━━━━━ Extracted information

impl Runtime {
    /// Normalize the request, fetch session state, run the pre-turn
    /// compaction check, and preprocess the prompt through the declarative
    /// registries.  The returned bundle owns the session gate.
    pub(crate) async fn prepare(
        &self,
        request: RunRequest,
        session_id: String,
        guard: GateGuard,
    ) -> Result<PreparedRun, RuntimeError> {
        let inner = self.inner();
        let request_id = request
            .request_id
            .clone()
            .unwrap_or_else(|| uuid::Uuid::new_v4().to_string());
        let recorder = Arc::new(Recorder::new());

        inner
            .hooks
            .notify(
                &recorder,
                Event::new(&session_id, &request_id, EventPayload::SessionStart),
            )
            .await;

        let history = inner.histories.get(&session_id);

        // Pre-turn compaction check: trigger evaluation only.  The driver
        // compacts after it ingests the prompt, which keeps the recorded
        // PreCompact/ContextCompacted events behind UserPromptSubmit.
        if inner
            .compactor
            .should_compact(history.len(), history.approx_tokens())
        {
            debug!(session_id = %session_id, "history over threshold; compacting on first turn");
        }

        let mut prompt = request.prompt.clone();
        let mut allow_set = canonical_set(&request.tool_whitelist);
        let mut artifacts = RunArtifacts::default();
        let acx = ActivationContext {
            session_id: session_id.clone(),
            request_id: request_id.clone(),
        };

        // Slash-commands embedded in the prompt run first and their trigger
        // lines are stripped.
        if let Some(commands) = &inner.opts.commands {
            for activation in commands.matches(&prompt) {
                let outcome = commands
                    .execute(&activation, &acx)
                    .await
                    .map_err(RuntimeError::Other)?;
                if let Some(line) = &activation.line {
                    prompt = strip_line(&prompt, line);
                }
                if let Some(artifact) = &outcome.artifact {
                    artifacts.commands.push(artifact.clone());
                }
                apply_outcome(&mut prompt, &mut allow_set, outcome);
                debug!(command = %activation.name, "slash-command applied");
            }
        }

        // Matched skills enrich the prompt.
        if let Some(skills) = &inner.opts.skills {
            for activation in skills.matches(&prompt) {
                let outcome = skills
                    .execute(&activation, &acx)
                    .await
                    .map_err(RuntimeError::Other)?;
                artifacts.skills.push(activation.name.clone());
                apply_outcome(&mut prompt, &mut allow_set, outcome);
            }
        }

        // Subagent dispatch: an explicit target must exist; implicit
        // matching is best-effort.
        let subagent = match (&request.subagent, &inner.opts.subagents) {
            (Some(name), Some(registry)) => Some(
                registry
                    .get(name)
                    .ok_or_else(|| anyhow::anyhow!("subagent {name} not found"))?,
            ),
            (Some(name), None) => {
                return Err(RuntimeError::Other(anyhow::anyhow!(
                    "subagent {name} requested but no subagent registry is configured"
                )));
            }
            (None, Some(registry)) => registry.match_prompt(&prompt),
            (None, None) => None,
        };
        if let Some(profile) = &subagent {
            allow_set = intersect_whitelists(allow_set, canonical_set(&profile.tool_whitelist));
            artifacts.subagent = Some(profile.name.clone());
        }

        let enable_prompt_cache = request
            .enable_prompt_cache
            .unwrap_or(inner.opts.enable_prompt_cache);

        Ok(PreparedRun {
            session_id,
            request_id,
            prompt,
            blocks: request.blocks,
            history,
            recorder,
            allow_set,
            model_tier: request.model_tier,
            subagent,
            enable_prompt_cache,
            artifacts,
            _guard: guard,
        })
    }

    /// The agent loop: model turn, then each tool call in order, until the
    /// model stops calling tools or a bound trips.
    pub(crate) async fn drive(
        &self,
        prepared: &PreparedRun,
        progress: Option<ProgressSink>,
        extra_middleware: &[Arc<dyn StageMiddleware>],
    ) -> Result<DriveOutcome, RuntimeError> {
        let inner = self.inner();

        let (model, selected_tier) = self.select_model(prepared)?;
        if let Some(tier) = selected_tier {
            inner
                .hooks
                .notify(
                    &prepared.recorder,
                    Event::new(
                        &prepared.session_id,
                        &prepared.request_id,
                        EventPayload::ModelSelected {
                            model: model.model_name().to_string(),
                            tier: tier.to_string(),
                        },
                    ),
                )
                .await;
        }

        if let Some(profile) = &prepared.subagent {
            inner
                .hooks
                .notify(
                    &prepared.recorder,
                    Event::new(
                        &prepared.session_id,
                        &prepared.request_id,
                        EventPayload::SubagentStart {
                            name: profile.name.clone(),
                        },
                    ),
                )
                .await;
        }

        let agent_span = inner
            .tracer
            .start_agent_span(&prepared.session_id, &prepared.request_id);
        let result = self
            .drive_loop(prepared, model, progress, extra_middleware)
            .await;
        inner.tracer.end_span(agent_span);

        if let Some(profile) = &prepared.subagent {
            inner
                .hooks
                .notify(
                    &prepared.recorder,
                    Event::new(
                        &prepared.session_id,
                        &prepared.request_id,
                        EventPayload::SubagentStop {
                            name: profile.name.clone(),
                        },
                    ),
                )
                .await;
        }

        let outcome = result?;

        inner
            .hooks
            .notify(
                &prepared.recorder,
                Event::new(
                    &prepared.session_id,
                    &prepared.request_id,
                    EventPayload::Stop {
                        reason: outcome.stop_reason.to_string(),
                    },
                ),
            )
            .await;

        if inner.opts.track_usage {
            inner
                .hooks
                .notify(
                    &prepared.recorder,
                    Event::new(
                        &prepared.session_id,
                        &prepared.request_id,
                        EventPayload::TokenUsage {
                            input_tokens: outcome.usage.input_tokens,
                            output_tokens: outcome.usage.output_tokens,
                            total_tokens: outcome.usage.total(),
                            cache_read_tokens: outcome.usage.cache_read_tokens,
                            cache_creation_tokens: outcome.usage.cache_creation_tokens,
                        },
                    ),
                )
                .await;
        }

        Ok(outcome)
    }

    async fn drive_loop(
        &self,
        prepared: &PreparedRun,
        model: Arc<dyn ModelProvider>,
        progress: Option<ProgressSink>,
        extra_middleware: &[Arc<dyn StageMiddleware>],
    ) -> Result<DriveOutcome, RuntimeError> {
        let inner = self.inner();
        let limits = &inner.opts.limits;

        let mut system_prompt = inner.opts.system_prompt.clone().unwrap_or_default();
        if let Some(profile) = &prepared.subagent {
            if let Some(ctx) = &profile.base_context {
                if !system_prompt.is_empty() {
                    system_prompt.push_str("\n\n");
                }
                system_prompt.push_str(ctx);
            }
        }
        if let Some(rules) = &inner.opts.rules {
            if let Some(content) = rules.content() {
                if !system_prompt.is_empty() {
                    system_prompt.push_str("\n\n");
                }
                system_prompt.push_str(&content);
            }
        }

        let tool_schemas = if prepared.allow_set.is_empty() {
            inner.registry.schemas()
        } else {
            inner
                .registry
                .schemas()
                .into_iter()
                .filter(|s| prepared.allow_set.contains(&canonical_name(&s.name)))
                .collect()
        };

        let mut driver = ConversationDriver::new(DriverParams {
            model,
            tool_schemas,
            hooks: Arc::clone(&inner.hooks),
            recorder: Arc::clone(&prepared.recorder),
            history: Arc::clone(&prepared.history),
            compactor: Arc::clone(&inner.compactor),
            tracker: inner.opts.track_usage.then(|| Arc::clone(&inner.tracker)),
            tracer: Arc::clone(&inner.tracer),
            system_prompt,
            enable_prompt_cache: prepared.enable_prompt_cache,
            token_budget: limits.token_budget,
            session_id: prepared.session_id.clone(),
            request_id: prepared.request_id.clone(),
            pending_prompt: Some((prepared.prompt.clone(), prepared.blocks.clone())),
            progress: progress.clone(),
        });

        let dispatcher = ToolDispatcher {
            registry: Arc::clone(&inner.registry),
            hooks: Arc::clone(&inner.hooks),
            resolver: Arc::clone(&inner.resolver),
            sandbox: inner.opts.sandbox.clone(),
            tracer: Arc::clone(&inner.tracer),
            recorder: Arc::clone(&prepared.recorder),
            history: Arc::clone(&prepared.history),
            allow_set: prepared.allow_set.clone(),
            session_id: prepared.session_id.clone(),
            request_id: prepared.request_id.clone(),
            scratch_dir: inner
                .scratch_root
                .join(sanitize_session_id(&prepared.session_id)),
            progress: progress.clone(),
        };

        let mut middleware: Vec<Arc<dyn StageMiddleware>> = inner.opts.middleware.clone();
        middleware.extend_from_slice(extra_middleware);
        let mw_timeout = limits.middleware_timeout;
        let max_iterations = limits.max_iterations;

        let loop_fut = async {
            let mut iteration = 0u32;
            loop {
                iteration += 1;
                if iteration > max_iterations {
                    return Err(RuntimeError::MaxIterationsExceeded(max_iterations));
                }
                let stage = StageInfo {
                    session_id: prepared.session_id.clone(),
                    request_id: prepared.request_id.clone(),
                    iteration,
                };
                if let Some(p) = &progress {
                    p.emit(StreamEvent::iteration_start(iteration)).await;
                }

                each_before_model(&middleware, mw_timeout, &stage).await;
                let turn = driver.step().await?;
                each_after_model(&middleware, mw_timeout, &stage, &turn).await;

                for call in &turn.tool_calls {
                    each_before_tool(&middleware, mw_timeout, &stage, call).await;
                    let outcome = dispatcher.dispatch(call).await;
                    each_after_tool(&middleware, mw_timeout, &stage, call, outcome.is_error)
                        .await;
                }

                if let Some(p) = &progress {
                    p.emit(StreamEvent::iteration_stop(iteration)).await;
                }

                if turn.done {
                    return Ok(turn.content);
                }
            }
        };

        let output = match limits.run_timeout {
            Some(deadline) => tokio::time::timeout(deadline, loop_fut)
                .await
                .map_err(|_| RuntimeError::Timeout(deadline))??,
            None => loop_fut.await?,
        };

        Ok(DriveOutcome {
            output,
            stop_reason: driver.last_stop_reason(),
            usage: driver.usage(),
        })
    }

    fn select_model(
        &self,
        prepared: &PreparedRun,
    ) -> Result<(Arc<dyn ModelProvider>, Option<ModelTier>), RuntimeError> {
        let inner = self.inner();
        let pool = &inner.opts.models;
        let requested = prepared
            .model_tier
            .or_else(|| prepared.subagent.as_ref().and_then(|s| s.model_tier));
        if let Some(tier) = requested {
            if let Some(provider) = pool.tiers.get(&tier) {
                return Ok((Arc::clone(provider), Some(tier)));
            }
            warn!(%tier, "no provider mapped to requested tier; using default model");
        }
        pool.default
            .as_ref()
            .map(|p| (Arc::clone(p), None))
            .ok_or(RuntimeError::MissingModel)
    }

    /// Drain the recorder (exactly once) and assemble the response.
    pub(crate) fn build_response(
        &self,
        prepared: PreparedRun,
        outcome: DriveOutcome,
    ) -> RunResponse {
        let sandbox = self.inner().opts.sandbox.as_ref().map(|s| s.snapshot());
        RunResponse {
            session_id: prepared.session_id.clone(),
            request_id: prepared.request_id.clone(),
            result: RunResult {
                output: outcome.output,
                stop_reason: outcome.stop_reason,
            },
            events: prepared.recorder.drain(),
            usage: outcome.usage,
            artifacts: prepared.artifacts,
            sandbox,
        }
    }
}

━━━━━━━━━━

For the string "trigger", return every line of the data where it appears.

        // Pre-turn compaction check: trigger evaluation only.  The driver
        // Slash-commands embedded in the prompt run first and their trigger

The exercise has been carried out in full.